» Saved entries
=== Section Start ===

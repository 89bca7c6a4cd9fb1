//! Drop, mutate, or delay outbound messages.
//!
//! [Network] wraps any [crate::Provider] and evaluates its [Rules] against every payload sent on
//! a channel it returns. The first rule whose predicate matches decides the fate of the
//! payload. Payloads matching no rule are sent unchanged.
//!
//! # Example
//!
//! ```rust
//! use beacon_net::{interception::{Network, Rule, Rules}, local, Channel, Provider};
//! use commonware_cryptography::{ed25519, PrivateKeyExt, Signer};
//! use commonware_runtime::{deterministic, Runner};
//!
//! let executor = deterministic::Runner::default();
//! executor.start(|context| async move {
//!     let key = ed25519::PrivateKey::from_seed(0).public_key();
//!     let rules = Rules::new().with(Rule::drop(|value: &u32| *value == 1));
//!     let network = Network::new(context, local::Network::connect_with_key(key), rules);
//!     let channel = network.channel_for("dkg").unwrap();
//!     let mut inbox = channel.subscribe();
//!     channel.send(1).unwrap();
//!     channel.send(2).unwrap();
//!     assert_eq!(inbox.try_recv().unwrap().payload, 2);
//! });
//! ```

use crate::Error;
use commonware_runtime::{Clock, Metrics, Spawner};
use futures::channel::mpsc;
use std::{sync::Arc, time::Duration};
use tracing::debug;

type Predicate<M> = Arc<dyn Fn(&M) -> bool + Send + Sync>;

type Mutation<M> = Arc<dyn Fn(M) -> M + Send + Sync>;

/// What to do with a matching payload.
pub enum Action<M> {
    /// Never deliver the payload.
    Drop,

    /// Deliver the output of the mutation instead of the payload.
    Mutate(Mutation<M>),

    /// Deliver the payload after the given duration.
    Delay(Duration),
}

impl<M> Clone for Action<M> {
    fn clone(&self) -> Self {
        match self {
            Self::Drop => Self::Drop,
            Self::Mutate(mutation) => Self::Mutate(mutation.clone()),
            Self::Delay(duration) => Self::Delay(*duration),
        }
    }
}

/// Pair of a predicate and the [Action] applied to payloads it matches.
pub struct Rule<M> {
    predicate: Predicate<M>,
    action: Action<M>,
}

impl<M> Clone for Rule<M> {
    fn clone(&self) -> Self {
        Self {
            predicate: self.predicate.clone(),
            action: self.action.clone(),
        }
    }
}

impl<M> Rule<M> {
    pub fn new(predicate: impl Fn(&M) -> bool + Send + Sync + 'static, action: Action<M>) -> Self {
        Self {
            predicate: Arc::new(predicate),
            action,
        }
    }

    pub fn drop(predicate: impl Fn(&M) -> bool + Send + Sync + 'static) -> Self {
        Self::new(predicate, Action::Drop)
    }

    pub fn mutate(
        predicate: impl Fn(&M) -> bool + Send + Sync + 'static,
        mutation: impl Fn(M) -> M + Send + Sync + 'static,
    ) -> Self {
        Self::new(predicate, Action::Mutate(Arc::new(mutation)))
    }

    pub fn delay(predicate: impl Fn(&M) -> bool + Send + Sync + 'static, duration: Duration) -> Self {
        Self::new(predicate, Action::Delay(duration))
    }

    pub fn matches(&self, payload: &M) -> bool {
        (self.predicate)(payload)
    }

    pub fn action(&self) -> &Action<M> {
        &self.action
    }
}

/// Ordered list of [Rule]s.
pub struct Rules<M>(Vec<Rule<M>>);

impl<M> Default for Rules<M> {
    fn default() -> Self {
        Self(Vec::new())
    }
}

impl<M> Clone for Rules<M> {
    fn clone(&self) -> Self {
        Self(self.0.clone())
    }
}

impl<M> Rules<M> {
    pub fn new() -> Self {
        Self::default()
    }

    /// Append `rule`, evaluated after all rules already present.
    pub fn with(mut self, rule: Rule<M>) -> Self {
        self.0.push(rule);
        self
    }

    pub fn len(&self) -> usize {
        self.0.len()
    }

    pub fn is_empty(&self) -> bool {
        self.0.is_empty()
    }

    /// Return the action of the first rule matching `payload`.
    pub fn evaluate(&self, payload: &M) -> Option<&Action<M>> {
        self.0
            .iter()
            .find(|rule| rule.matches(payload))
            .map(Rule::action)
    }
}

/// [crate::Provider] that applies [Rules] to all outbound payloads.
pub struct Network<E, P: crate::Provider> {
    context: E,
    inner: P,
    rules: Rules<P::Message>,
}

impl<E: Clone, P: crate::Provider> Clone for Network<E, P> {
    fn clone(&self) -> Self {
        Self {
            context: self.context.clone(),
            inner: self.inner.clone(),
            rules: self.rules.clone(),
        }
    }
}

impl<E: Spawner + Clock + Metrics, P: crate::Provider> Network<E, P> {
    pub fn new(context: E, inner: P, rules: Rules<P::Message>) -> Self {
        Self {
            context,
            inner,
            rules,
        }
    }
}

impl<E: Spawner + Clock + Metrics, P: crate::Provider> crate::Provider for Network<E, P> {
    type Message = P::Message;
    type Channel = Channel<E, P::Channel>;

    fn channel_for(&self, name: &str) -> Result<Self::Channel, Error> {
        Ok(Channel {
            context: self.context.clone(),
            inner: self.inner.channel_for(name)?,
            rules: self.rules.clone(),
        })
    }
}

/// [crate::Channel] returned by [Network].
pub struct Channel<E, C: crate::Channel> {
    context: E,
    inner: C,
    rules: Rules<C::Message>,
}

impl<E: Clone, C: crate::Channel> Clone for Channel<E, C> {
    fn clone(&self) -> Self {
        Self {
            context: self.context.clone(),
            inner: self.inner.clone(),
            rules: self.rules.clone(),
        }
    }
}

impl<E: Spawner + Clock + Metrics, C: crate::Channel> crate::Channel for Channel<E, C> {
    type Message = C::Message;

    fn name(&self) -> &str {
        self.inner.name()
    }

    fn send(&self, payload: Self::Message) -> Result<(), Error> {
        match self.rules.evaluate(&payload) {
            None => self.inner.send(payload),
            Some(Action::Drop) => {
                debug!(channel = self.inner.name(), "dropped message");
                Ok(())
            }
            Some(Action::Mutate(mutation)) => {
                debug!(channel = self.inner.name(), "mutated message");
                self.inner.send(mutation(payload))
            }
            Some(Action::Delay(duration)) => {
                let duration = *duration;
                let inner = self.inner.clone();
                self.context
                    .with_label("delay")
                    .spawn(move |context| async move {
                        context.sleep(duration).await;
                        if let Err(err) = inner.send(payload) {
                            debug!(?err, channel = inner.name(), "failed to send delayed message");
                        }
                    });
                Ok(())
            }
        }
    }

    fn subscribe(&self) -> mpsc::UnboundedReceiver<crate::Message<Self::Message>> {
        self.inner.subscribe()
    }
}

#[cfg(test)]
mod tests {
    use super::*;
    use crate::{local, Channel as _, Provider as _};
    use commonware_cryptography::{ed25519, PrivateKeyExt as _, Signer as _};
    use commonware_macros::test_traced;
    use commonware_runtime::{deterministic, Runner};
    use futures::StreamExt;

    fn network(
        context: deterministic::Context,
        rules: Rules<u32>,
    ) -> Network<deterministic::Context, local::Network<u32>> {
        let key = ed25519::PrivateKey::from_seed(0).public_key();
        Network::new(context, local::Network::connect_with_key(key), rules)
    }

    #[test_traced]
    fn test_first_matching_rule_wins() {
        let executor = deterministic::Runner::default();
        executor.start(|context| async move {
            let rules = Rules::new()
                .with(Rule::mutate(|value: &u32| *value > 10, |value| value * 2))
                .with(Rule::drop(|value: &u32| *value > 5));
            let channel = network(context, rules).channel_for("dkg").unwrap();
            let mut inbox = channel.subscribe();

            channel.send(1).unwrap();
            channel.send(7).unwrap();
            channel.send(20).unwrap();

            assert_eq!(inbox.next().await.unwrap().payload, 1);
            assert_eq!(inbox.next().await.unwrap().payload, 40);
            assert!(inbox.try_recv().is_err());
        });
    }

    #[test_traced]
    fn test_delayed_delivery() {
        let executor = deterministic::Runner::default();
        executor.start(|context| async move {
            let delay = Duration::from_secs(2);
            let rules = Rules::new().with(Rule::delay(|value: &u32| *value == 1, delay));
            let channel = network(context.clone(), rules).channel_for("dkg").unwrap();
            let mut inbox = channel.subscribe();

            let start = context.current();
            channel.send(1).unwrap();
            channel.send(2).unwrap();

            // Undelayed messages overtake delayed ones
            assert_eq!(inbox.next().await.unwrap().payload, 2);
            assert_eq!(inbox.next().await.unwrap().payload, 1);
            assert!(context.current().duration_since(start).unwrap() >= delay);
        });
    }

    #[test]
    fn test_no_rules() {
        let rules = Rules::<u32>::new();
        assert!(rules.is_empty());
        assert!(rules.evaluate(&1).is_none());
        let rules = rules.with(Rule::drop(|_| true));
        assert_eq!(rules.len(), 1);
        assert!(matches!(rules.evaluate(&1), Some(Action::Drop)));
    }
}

=== Section End ===
=== Section Start ===

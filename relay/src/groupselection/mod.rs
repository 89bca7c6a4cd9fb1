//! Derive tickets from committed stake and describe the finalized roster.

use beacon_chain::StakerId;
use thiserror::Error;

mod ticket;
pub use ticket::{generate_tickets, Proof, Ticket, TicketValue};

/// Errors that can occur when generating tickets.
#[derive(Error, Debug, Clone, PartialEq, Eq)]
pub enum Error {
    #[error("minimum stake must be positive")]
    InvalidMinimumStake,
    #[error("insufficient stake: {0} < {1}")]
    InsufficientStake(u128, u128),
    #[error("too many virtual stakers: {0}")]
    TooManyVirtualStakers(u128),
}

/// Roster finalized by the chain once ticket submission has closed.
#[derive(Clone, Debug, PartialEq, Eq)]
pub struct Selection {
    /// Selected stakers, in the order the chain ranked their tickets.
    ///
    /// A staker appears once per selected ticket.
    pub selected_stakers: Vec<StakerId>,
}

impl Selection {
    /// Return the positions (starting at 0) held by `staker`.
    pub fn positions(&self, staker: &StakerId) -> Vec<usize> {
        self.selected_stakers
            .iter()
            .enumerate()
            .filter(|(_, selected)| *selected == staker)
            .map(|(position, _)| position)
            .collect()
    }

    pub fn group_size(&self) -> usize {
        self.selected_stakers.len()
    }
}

=== Section End ===

» BRIEF
Every line above from the line with "pub fn len(&self)" to the line with "type Message = C::Message;", both included, must be reproduced exactly, and no other line may appear.

» RESULT FOR THIS TASK
    pub fn len(&self) -> usize {
        self.0.len()
    }

    pub fn is_empty(&self) -> bool {
        self.0.is_empty()
    }

    /// Return the action of the first rule matching `payload`.
    pub fn evaluate(&self, payload: &M) -> Option<&Action<M>> {
        self.0
            .iter()
            .find(|rule| rule.matches(payload))
            .map(Rule::action)
    }
}

/// [crate::Provider] that applies [Rules] to all outbound payloads.
pub struct Network<E, P: crate::Provider> {
    context: E,
    inner: P,
    rules: Rules<P::Message>,
}

impl<E: Clone, P: crate::Provider> Clone for Network<E, P> {
    fn clone(&self) -> Self {
        Self {
            context: self.context.clone(),
            inner: self.inner.clone(),
            rules: self.rules.clone(),
        }
    }
}

impl<E: Spawner + Clock + Metrics, P: crate::Provider> Network<E, P> {
    pub fn new(context: E, inner: P, rules: Rules<P::Message>) -> Self {
        Self {
            context,
            inner,
            rules,
        }
    }
}

impl<E: Spawner + Clock + Metrics, P: crate::Provider> crate::Provider for Network<E, P> {
    type Message = P::Message;
    type Channel = Channel<E, P::Channel>;

    fn channel_for(&self, name: &str) -> Result<Self::Channel, Error> {
        Ok(Channel {
            context: self.context.clone(),
            inner: self.inner.channel_for(name)?,
            rules: self.rules.clone(),
        })
    }
}

/// [crate::Channel] returned by [Network].
pub struct Channel<E, C: crate::Channel> {
    context: E,
    inner: C,
    rules: Rules<C::Message>,
}

impl<E: Clone, C: crate::Channel> Clone for Channel<E, C> {
    fn clone(&self) -> Self {
        Self {
            context: self.context.clone(),
            inner: self.inner.clone(),
            rules: self.rules.clone(),
        }
    }
}

impl<E: Spawner + Clock + Metrics, C: crate::Channel> crate::Channel for Channel<E, C> {
    type Message = C::Message;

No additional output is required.